Subject: Lump sum payment from a foreign superannuation fund

Question

Is a portion of the lump sum payment received from a foreign superannuation fund included in your assessable income as applicable fund earnings under section 305-70 of the Income Tax Assessment Act 1997?

Advice/Answers

No.

This ruling applies for the following period

Year ending 30 June 2013

The scheme commenced on

1 July 2012

Relevant facts

While working overseas you were a member of a foreign superannuation fund (the foreign fund).

You joined the foreign fund more than three years ago.

Benefits in the foreign fund can not be withdrawn until a member retires from work.
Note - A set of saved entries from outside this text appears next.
//! Test case model definition and related functionality.

use serde::{Deserialize, Serialize};

use super::{lenient, Severity, TestStatus};
use crate::params::BugReportRequest;

/// A test case record as produced by the generator, before it joins an
/// execution session.
///
/// Every field is optional on the wire; missing values default to an empty
/// string or an empty step list. Unknown fields (such as `type`) are ignored.
#[derive(Debug, Clone, Default, Serialize, Deserialize, PartialEq, Eq)]
#[serde(rename_all = "camelCase")]
pub struct TestCaseInput {
    #[serde(default, deserialize_with = "lenient::text")]
    pub id: String,

    #[serde(default, deserialize_with = "lenient::text")]
    pub title: String,

    #[serde(default, deserialize_with = "lenient::text")]
    pub preconditions: String,

    #[serde(default, deserialize_with = "lenient::text_list")]
    pub steps: Vec<String>,

    #[serde(default, deserialize_with = "lenient::text")]
    pub expected_result: String,

    #[serde(default, deserialize_with = "lenient::text")]
    pub priority: String,
}

/// One row of an execution session.
#[derive(Debug, Clone, Serialize, Deserialize, PartialEq, Eq)]
#[serde(rename_all = "camelCase")]
pub struct TestCase {
    /// Identifier unique within the session
    pub id: String,

    /// Short name of the scenario
    #[serde(default)]
    pub title: String,

    /// State the system must be in before the first step
    #[serde(default)]
    pub preconditions: String,

    /// Ordered steps; the order is significant
    #[serde(default)]
    pub steps: Vec<String>,

    /// Observable outcome that counts as a pass
    #[serde(default)]
    pub expected_result: String,

    /// Free-text classification (High/Medium/Low by convention)
    #[serde(default)]
    pub priority: String,

    /// Execution outcome
    #[serde(default)]
    pub status: TestStatus,

    /// Reporter notes, typically the actual result of a failed run
    #[serde(default)]
    pub notes: String,

    /// Whether the details are shown in the session view
    #[serde(default)]
    pub expanded: bool,
}

impl TestCase {
    /// Normalize a generator record into a fresh, unexecuted test case.
    pub fn from_input(input: TestCaseInput) -> Self {
        Self {
            id: input.id,
            title: input.title,
            preconditions: input.preconditions,
            steps: input.steps,
            expected_result: input.expected_result,
            priority: input.priority,
            status: TestStatus::Pending,
            notes: String::new(),
            expanded: false,
        }
    }

    /// Steps rendered as `1. step` lines.
    pub fn numbered_steps(&self) -> Vec<String> {
        self.steps
            .iter()
            .enumerate()
            .map(|(i, step)| format!("{}. {step}", i + 1))
            .collect()
    }

    /// Prefill a bug report from this test case.
    ///
    /// The reporter's notes become the actual result; environment and severity
    /// are left for the reporter to fill in.
    pub fn bug_draft(&self) -> BugReportRequest {
        BugReportRequest {
            title: format!("[FAIL] {}", self.title),
            steps: self.numbered_steps().join("\n"),
            actual: self.notes.clone(),
            expected: self.expected_result.clone(),
            environment: String::new(),
            severity: Severity::default(),
        }
    }
}

impl From<TestCaseInput> for TestCase {
    fn from(input: TestCaseInput) -> Self {
        Self::from_input(input)
    }
}
//! Result wrapper types for displaying mutation outcomes.
//!
//! A new batch of test cases is a [`CreateResult`], a change to one test
//! case is an [`UpdateResult`], and clearing the session is a
//! [`DeleteResult`].

use std::fmt;

use super::collections::SessionView;
use crate::models::{SessionSnapshot, TestCase};

/// Outcome of starting a session with a new batch of test cases.
///
/// # Examples
///
/// ```rust
/// use qa_core::{display::CreateResult, models::SessionSnapshot};
///
/// let snapshot = SessionSnapshot {
///     feature: "Login".to_string(),
///     test_cases: vec![],
/// };
///
/// let output = CreateResult::new(snapshot).to_string();
/// assert!(output.contains("Prepared 0 test cases for 'Login'"));
/// ```
pub struct CreateResult<T> {
    pub resource: T,
}

impl<T> CreateResult<T> {
    pub fn new(resource: T) -> Self {
        Self { resource }
    }
}

impl fmt::Display for CreateResult<SessionSnapshot> {
    fn fmt(&self, f: &mut fmt::Formatter<'_>) -> fmt::Result {
        writeln!(
            f,
            "Prepared {} test cases for '{}'",
            self.resource.test_cases.len(),
            self.resource.feature
        )?;
        writeln!(f)?;
        write!(f, "{}", SessionView::new(&self.resource))
    }
}

/// Outcome of changing one test case, with the list of changes made.
///
/// # Examples
///
/// ```rust
/// use qa_core::{
///     display::UpdateResult,
///     models::{TestCase, TestCaseInput, TestStatus},
/// };
///
/// let mut case = TestCase::from_input(TestCaseInput {
///     id: "TC-001".to_string(),
///     title: "Valid login".to_string(),
///     ..TestCaseInput::default()
/// });
/// case.status = TestStatus::Fail;
///
/// let result = UpdateResult::with_changes(case, vec!["Status set to fail".to_string()]);
/// let output = result.to_string();
/// assert!(output.contains("Updated test case TC-001"));
/// assert!(output.contains("- Status set to fail"));
/// ```
pub struct UpdateResult<T> {
    pub resource: T,
    pub changes: Vec<String>,
}

impl<T> UpdateResult<T> {
    pub fn new(resource: T) -> Self {
        Self {
            resource,
            changes: Vec::new(),
        }
    }

    pub fn with_changes(resource: T, changes: Vec<String>) -> Self {
        Self { resource, changes }
    }
}

impl fmt::Display for UpdateResult<TestCase> {
    fn fmt(&self, f: &mut fmt::Formatter<'_>) -> fmt::Result {
        writeln!(f, "Updated test case {}", self.resource.id)?;

        if !self.changes.is_empty() {
            writeln!(f)?;
            writeln!(f, "Changes made:")?;
            for change in &self.changes {
                writeln!(f, "- {change}")?;
            }
        }

        writeln!(f)?;
        write!(f, "{}", self.resource)
    }
}

/// Outcome of clearing a session; holds the snapshot that was dropped.
pub struct DeleteResult<T> {
    pub resource: T,
}

impl<T> DeleteResult<T> {
    pub fn new(resource: T) -> Self {
        Self { resource }
    }
}

impl fmt::Display for DeleteResult<SessionSnapshot> {
    fn fmt(&self, f: &mut fmt::Formatter<'_>) -> fmt::Result {
        if self.resource.feature.is_empty() {
            writeln!(
                f,
                "Cleared session ({} test cases)",
                self.resource.test_cases.len()
            )
        } else {
            writeln!(
                f,
                "Cleared session '{}' ({} test cases)",
                self.resource.feature,
                self.resource.test_cases.len()
            )
        }
    }
}
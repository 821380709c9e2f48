//! Key-value reads and writes.

use jiff::Timestamp;
use rusqlite::{params, OptionalExtension};

use crate::error::{DatabaseResultExt, Result};

const SELECT_VALUE_SQL: &str = "SELECT value FROM kv_entries WHERE key = ?1";
const SELECT_UPDATED_AT_SQL: &str = "SELECT updated_at FROM kv_entries WHERE key = ?1";
const UPSERT_VALUE_SQL: &str = "INSERT INTO kv_entries (key, value, updated_at) VALUES (?1, ?2, ?3) \
     ON CONFLICT(key) DO UPDATE SET value = excluded.value, updated_at = excluded.updated_at";

impl super::Database {
    /// Reads the blob stored under `key`.
    pub fn get_value(&self, key: &str) -> Result<Option<String>> {
        self.connection
            .query_row(SELECT_VALUE_SQL, params![key], |row| row.get(0))
            .optional()
            .db_context("Failed to read stored value")
    }

    /// Stores `value` under `key`, replacing any previous blob.
    pub fn put_value(&mut self, key: &str, value: &str) -> Result<()> {
        let now = Timestamp::now();
        self.connection
            .execute(UPSERT_VALUE_SQL, params![key, value, now.to_string()])
            .db_context("Failed to write stored value")?;
        Ok(())
    }

    /// When the blob under `key` was last written, or `None` for a missing
    /// key or an unparseable timestamp.
    pub fn value_updated_at(&self, key: &str) -> Result<Option<Timestamp>> {
        let raw: Option<String> = self
            .connection
            .query_row(SELECT_UPDATED_AT_SQL, params![key], |row| row.get(0))
            .optional()
            .db_context("Failed to read value timestamp")?;

        Ok(raw.and_then(|s| s.parse::<Timestamp>().ok()))
    }
}
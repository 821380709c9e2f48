//! Parameter structures for QA assistant operations
//!
//! This module contains shared parameter structures that interface layers
//! (the CLI today) convert into before calling the core. They carry no
//! framework-specific derives, so the core stays independent of clap.
//!
//! ## Architecture: Parameter Wrapper Pattern
//!
//! ```text
//! ┌─────────────────┐    ┌─────────────────┐    ┌─────────────────┐
//! │   CLI Args      │    │  Core Params    │    │ Session /       │
//! │  (clap derives) │───▶│ (serde only)    │───▶│ Generator       │
//! └─────────────────┘    └─────────────────┘    └─────────────────┘
//! ```
//!
//! Interface layers define their own argument structs and implement
//! `From<Args>` for the matching core parameter type.

use std::{fmt, str::FromStr};

use serde::{Deserialize, Serialize};

use crate::models::{ArtifactKind, Severity};

/// Reference to one test case in the current session.
///
/// Positions are the display order and are only meaningful for the session
/// snapshot they were read from; ids stay valid across reloads. Typed input
/// that could be either, such as `"2"`, stays [`CaseRef::Text`] until the
/// session resolves it.
#[derive(Debug, Clone, PartialEq, Eq, Serialize, Deserialize)]
#[serde(rename_all = "camelCase")]
pub enum CaseRef {
    /// 0-based position in the session
    Position(usize),
    /// Stable test case identifier
    Id(String),
    /// All-digit user input: an exact id match wins, otherwise it is a
    /// 1-based position
    Text(String),
}

impl From<usize> for CaseRef {
    fn from(index: usize) -> Self {
        CaseRef::Position(index)
    }
}

impl From<&str> for CaseRef {
    fn from(id: &str) -> Self {
        CaseRef::Id(id.to_string())
    }
}

impl From<String> for CaseRef {
    fn from(id: String) -> Self {
        CaseRef::Id(id)
    }
}

impl FromStr for CaseRef {
    type Err = String;

    /// Parse user input. Model-generated ids may be plain numbers, so an
    /// all-digit string is kept as [`CaseRef::Text`]; anything else is an id.
    fn from_str(s: &str) -> Result<Self, Self::Err> {
        let s = s.trim();
        if s.is_empty() {
            return Err("Test case reference cannot be empty".to_string());
        }
        if s.chars().all(|c| c.is_ascii_digit()) {
            Ok(CaseRef::Text(s.to_string()))
        } else {
            Ok(CaseRef::Id(s.to_string()))
        }
    }
}

impl fmt::Display for CaseRef {
    fn fmt(&self, f: &mut fmt::Formatter<'_>) -> fmt::Result {
        match self {
            CaseRef::Position(index) => write!(f, "#{}", index + 1),
            CaseRef::Id(id) | CaseRef::Text(id) => f.write_str(id),
        }
    }
}

/// Parameters for generating a batch of test cases for execution.
#[derive(Debug, Clone, Serialize, Deserialize)]
pub struct GenerateCases {
    /// Name of the feature under test (required)
    pub feature: String,
    /// Optional free-text description of the feature
    pub description: Option<String>,
    /// Kind of testing, e.g. "Functional" or "Regression"
    pub test_type: String,
    /// Number of test cases to ask for
    pub count: u32,
}

impl Default for GenerateCases {
    fn default() -> Self {
        Self {
            feature: String::new(),
            description: None,
            test_type: "Functional".to_string(),
            count: 5,
        }
    }
}

/// Parameters for generating a test plan.
#[derive(Debug, Clone, Default, Serialize, Deserialize)]
pub struct TestPlanRequest {
    pub project: String,
    pub scope: String,
    pub test_type: String,
    pub timeline: String,
}

/// Parameters for generating acceptance criteria from a user story.
#[derive(Debug, Clone, Default, Serialize, Deserialize)]
pub struct AcceptanceRequest {
    pub story: String,
    pub context: String,
    /// Preferred format, e.g. "Gherkin" or "Checklist"
    pub format: String,
}

/// Parameters for generating a bug report.
#[derive(Debug, Clone, Default, Serialize, Deserialize, PartialEq)]
pub struct BugReportRequest {
    pub title: String,
    /// Steps to reproduce, one per line
    pub steps: String,
    pub actual: String,
    pub expected: String,
    pub environment: String,
    pub severity: Severity,
}

/// Parameters for generating test notes or a test report.
#[derive(Debug, Clone, Default, Serialize, Deserialize)]
pub struct TestNotesRequest {
    /// What was tested
    pub tested: String,
    pub findings: String,
    /// Kind of document, e.g. "Test Summary Report"
    pub note_type: String,
}

/// Parameters for reviewing an existing QA document.
#[derive(Debug, Clone, Default, Serialize, Deserialize)]
pub struct ReviewRequest {
    /// Kind of document under review, e.g. "Test Cases"
    pub review_type: String,
    pub content: String,
}

/// One standalone generation request.
#[derive(Debug, Clone, Serialize, Deserialize)]
#[serde(tag = "kind", rename_all = "kebab-case")]
pub enum ArtifactRequest {
    TestPlan(TestPlanRequest),
    TestCases(GenerateCases),
    AcceptanceCriteria(AcceptanceRequest),
    BugReport(BugReportRequest),
    TestNotes(TestNotesRequest),
    Review(ReviewRequest),
}

impl ArtifactRequest {
    pub fn kind(&self) -> ArtifactKind {
        match self {
            ArtifactRequest::TestPlan(_) => ArtifactKind::TestPlan,
            ArtifactRequest::TestCases(_) => ArtifactKind::TestCases,
            ArtifactRequest::AcceptanceCriteria(_) => ArtifactKind::AcceptanceCriteria,
            ArtifactRequest::BugReport(_) => ArtifactKind::BugReport,
            ArtifactRequest::TestNotes(_) => ArtifactKind::TestNotes,
            ArtifactRequest::Review(_) => ArtifactKind::Review,
        }
    }
}

#[cfg(test)]
mod tests {
    use super::*;

    #[test]
    fn test_case_ref_keeps_digits_as_text() {
        assert_eq!("1".parse::<CaseRef>(), Ok(CaseRef::Text("1".to_string())));
        assert_eq!(" 12 ".parse::<CaseRef>(), Ok(CaseRef::Text("12".to_string())));
        assert_eq!("0".parse::<CaseRef>(), Ok(CaseRef::Text("0".to_string())));
        assert_eq!(CaseRef::Text("7".to_string()).to_string(), "7");
    }

    #[test]
    fn test_case_ref_parses_ids() {
        assert_eq!(
            "TC-001".parse::<CaseRef>(),
            Ok(CaseRef::Id("TC-001".to_string()))
        );
        assert!("  ".parse::<CaseRef>().is_err());
    }

    #[test]
    fn test_case_ref_display_is_one_based() {
        assert_eq!(CaseRef::Position(0).to_string(), "#1");
        assert_eq!(CaseRef::from("TC-003").to_string(), "TC-003");
    }

    #[test]
    fn test_artifact_request_kind() {
        let request = ArtifactRequest::BugReport(BugReportRequest::default());
        assert_eq!(request.kind(), ArtifactKind::BugReport);
    }
}
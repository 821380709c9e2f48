//! Error types for the QA assistant library.

use std::path::PathBuf;

use thiserror::Error;

/// Comprehensive error type for all session, storage and generation
/// operations.
#[derive(Error, Debug)]
pub enum QaError {
    /// A positional reference pointed outside the current session; `index`
    /// is 0-based, the message shows the 1-based position
    #[error("Test case #{} is out of range (session has {len} test cases)", .index + 1)]
    IndexOutOfRange { index: usize, len: usize },
    /// No test case carries the given identifier
    #[error("Test case with ID '{id}' not found")]
    TestCaseNotFound { id: String },
    /// Database connection or query errors
    #[error("Database error: {message}")]
    Database {
        message: String,
        #[source]
        source: rusqlite::Error,
    },
    /// File system operation errors
    #[error("File system error at path '{path}': {source}")]
    FileSystem {
        path: PathBuf,
        source: std::io::Error,
    },
    /// XDG directory specification errors
    #[error("XDG directory error: {0}")]
    XdgDirectory(String),
    /// Invalid input validation errors
    #[error("Invalid input for field '{field}': {reason}")]
    InvalidInput { field: String, reason: String },
    /// Serialization/deserialization errors
    #[error("Serialization error: {source}")]
    Serialization {
        #[from]
        source: serde_json::Error,
    },
    /// Remote generation failed (transport, API error payload, or unusable
    /// model output)
    #[error("Generation failed: {message}")]
    Generation { message: String },
    /// Configuration errors
    #[error("Configuration error: {message}")]
    Configuration { message: String },
}

/// Builder for creating database errors with optional context.
pub struct DatabaseErrorBuilder {
    message: String,
}

impl DatabaseErrorBuilder {
    /// Create a new database error builder with a message.
    pub fn new(message: impl Into<String>) -> Self {
        Self {
            message: message.into(),
        }
    }

    /// Build the error with the given source.
    pub fn with_source(self, source: rusqlite::Error) -> QaError {
        QaError::Database {
            message: self.message,
            source,
        }
    }
}

/// Builder for creating input validation errors.
pub struct InvalidInputBuilder {
    field: String,
}

impl InvalidInputBuilder {
    /// Create a new invalid input error builder for a field.
    pub fn new(field: impl Into<String>) -> Self {
        Self {
            field: field.into(),
        }
    }

    /// Build the error with the given reason.
    pub fn with_reason(self, reason: impl Into<String>) -> QaError {
        QaError::InvalidInput {
            field: self.field,
            reason: reason.into(),
        }
    }
}

impl QaError {
    /// Creates a builder for database errors.
    pub fn database(message: impl Into<String>) -> DatabaseErrorBuilder {
        DatabaseErrorBuilder::new(message)
    }

    /// Creates a builder for input validation errors.
    pub fn invalid_input(field: impl Into<String>) -> InvalidInputBuilder {
        InvalidInputBuilder::new(field)
    }

    /// Creates a generation error from any displayable message.
    pub fn generation(message: impl Into<String>) -> Self {
        Self::Generation {
            message: message.into(),
        }
    }

    /// Whether this error means the caller referenced a test case that does
    /// not exist in the current session.
    pub fn is_missing_case(&self) -> bool {
        matches!(
            self,
            QaError::IndexOutOfRange { .. } | QaError::TestCaseNotFound { .. }
        )
    }
}

/// Specialized extension trait for database-related Results.
pub trait DatabaseResultExt<T> {
    /// Map database errors with a message.
    fn db_context(self, message: &str) -> Result<T>;
}

/// Specialized extension trait for HTTP transport Results.
pub trait GenerationResultExt<T> {
    /// Map transport errors into a generation error with a message.
    fn generation_context(self, message: &str) -> Result<T>;
}

impl<T> DatabaseResultExt<T> for std::result::Result<T, rusqlite::Error> {
    fn db_context(self, message: &str) -> Result<T> {
        self.map_err(|e| QaError::database(message).with_source(e))
    }
}

impl<T> GenerationResultExt<T> for std::result::Result<T, reqwest::Error> {
    fn generation_context(self, message: &str) -> Result<T> {
        self.map_err(|e| QaError::generation(format!("{message}: {e}")))
    }
}

/// Result type alias for QA assistant operations
pub type Result<T> = std::result::Result<T, QaError>;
The earliest withdrawal could be made when a member is 55 years.

You became a resident of Australia for tax purposes a few years ago.

No contributions have been made to the foreign fund for you or by you on or after you became a resident of Australia for tax purposes.

In the 2012-13 income year your balance in the foreign fund was transferred into your Australian complying superannuation fund.

You intend to have your Australian complying superannuation fund pay tax on your behalf on any applicable fund earnings in accordance with section 305-80 of the income Tax Assessment Act 1997.

You state that the foreign fund is unable to provide you with the value of your policy as at the date you became an Australian resident for tax purposes.

You no longer have an interest in the foreign fund.

Assumptions

You are unable to provide the value of lump sum benefit in the foreign fund on the day immediately before your residency date.

Entitlements in the foreign fund are calculated with reference to cost of living.

Based on this information and the figures you have provided, the Commissioner of Taxation is prepared to make an assumption of the value of your lump sum in the foreign fund on the date before you became a resident of Australia.

Relevant legislative provisions

Income Tax Assessment Act 1997 Subsection 295-95(2).

Income Tax Assessment Act 1997 Section 305-70.

Income Tax Assessment Act 1997 Subsection 305-75(2).

Income Tax Assessment Act 1997 Subsection 305-75(3).

Income Tax Assessment Act 1997 Paragraph 305-75(3)(a).

Income Tax Assessment Act 1997 Paragraph 305-75(3)(b).

Income Tax Assessment Act 1997 Paragraph 305-75(3)(c).

Income Tax Assessment Act 1997 Paragraph 305-75(3)(d).

Income Tax Assessment Act 1997 Subsection 305-80(1).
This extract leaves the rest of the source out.